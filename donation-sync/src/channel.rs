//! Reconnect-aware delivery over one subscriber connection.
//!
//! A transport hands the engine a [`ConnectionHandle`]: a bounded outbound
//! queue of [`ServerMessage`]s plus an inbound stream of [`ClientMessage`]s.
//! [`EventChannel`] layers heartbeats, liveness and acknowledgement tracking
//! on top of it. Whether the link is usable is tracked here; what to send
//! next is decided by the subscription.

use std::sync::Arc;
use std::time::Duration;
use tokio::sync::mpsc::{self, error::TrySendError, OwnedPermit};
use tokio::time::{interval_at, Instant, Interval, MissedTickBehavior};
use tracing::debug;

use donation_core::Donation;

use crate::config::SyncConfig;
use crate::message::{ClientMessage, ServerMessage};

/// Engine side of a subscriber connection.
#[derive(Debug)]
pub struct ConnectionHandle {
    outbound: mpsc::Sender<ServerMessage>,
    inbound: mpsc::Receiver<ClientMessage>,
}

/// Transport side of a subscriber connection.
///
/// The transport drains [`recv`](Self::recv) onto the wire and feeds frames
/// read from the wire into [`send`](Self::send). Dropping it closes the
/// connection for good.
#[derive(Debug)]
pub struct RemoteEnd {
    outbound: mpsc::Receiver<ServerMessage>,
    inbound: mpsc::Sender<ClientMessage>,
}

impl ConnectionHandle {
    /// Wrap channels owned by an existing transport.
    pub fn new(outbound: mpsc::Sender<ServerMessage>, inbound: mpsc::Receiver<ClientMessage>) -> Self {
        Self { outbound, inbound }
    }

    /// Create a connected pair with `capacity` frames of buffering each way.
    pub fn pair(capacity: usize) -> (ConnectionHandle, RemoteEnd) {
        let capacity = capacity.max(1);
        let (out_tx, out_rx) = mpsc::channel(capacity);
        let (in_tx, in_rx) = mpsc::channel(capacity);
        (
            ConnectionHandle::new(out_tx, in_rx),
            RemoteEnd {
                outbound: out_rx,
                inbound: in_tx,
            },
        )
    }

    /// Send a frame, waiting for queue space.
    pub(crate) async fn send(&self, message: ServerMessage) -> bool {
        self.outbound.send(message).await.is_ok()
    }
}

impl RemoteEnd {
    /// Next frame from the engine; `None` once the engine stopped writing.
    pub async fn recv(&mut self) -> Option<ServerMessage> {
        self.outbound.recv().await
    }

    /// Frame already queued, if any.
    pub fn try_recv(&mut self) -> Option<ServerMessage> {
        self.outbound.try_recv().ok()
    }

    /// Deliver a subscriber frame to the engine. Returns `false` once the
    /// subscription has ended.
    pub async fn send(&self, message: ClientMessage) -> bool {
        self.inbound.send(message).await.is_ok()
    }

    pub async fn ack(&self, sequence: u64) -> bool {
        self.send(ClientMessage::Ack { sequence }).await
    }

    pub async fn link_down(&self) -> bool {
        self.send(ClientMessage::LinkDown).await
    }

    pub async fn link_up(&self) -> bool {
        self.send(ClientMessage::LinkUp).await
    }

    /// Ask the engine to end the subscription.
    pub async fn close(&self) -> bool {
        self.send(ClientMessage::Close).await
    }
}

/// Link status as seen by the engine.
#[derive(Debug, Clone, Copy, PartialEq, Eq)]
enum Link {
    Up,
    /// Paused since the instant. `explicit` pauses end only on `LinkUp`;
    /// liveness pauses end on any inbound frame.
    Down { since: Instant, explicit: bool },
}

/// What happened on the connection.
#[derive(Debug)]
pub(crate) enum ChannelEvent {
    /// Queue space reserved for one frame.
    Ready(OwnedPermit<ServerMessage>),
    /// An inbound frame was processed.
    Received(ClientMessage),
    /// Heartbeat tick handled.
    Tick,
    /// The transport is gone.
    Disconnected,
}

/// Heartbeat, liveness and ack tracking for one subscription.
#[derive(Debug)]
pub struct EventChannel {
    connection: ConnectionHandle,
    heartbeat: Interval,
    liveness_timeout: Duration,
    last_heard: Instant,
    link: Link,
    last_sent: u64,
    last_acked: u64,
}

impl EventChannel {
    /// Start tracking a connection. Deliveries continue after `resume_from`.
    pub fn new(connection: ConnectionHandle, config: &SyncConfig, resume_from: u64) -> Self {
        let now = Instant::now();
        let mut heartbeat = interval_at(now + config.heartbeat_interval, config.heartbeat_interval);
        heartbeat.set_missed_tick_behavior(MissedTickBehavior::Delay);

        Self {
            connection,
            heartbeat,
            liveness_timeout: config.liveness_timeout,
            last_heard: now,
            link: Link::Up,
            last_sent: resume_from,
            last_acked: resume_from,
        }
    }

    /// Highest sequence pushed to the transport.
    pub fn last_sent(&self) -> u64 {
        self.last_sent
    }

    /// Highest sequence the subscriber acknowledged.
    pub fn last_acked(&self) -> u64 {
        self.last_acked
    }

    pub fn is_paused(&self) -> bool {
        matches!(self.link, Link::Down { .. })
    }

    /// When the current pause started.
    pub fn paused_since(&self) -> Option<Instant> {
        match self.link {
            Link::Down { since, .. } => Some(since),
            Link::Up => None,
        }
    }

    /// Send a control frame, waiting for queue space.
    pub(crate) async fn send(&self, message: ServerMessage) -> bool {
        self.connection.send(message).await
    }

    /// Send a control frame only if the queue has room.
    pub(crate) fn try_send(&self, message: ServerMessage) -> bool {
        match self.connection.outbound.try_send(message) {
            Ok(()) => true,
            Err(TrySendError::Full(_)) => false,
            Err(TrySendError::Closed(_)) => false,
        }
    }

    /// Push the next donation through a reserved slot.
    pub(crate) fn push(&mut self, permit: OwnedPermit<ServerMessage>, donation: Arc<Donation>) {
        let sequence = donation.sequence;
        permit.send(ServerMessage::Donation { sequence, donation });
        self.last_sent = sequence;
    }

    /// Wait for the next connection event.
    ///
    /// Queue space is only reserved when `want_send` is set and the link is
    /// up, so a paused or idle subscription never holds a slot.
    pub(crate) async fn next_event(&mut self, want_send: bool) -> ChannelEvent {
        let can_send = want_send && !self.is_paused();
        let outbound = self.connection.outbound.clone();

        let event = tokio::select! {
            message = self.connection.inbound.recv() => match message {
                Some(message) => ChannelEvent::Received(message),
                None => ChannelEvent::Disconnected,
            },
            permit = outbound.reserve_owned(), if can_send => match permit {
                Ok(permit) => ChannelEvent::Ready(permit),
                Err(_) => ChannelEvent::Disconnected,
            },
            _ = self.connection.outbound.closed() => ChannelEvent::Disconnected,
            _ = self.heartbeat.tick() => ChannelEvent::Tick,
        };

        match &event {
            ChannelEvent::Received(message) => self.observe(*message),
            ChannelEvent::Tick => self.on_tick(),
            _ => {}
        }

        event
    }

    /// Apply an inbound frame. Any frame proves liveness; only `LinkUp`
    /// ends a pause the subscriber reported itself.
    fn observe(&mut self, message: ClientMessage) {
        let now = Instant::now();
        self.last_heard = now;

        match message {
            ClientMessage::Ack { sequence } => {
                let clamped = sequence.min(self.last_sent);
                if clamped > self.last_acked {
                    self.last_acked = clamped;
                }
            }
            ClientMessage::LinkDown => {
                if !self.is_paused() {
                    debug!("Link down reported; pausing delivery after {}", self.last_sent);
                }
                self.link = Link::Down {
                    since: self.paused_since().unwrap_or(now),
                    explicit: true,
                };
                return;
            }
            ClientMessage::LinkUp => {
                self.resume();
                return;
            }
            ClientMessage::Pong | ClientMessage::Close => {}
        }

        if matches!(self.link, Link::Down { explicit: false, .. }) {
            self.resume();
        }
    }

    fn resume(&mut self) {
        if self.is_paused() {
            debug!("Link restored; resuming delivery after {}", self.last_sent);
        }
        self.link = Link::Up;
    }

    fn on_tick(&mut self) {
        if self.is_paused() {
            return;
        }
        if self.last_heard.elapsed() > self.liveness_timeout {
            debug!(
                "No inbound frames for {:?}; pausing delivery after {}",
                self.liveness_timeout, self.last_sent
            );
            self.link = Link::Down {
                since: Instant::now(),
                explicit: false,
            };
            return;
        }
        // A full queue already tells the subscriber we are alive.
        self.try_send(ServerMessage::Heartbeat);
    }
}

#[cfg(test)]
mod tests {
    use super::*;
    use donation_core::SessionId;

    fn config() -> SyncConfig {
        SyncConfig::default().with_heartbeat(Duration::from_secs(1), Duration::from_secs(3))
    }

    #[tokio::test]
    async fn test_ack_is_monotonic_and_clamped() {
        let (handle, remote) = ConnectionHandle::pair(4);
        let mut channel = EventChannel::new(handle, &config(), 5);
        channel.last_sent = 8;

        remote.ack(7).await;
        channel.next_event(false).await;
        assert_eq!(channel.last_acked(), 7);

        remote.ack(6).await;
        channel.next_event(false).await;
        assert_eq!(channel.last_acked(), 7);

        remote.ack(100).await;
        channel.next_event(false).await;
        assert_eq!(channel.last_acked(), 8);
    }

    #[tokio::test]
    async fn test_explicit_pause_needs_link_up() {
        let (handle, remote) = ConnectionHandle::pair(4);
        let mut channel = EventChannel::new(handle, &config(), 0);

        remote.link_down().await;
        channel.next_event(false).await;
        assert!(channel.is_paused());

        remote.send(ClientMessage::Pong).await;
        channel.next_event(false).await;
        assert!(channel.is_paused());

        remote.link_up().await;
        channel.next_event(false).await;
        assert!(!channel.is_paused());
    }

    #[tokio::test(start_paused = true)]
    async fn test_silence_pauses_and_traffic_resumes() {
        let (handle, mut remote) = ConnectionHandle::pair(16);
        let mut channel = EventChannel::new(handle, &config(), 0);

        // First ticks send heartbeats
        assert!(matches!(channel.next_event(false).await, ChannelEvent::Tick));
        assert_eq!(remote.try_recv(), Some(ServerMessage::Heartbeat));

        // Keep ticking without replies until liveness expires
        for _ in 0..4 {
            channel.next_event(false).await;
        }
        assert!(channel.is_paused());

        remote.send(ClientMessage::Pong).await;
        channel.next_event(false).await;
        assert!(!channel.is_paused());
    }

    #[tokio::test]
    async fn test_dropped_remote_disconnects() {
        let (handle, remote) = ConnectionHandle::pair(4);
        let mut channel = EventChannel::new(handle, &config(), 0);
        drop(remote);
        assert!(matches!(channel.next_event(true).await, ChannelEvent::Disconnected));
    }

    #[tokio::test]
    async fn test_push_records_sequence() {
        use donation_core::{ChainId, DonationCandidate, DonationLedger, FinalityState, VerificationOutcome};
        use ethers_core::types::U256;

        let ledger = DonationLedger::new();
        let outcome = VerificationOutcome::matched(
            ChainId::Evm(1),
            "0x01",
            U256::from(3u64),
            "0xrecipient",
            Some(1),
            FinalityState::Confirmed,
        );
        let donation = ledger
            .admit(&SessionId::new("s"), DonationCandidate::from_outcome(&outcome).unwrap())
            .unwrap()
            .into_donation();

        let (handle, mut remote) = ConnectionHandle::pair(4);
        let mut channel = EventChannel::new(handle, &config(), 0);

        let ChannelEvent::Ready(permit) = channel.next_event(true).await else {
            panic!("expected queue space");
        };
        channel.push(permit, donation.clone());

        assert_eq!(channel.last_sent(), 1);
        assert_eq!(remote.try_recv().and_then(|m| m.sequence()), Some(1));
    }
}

▸ **Try it**
Find every line of the data that includes the string "bool". Copy each of those lines.

▸ **Result for this exercise**
    pub(crate) async fn send(&self, message: ServerMessage) -> bool {
    pub async fn send(&self, message: ClientMessage) -> bool {
    pub async fn ack(&self, sequence: u64) -> bool {
    pub async fn link_down(&self) -> bool {
    pub async fn link_up(&self) -> bool {
    pub async fn close(&self) -> bool {
    Down { since: Instant, explicit: bool },
    pub fn is_paused(&self) -> bool {
    pub(crate) async fn send(&self, message: ServerMessage) -> bool {
    pub(crate) fn try_send(&self, message: ServerMessage) -> bool {
    pub(crate) async fn next_event(&mut self, want_send: bool) -> ChannelEvent {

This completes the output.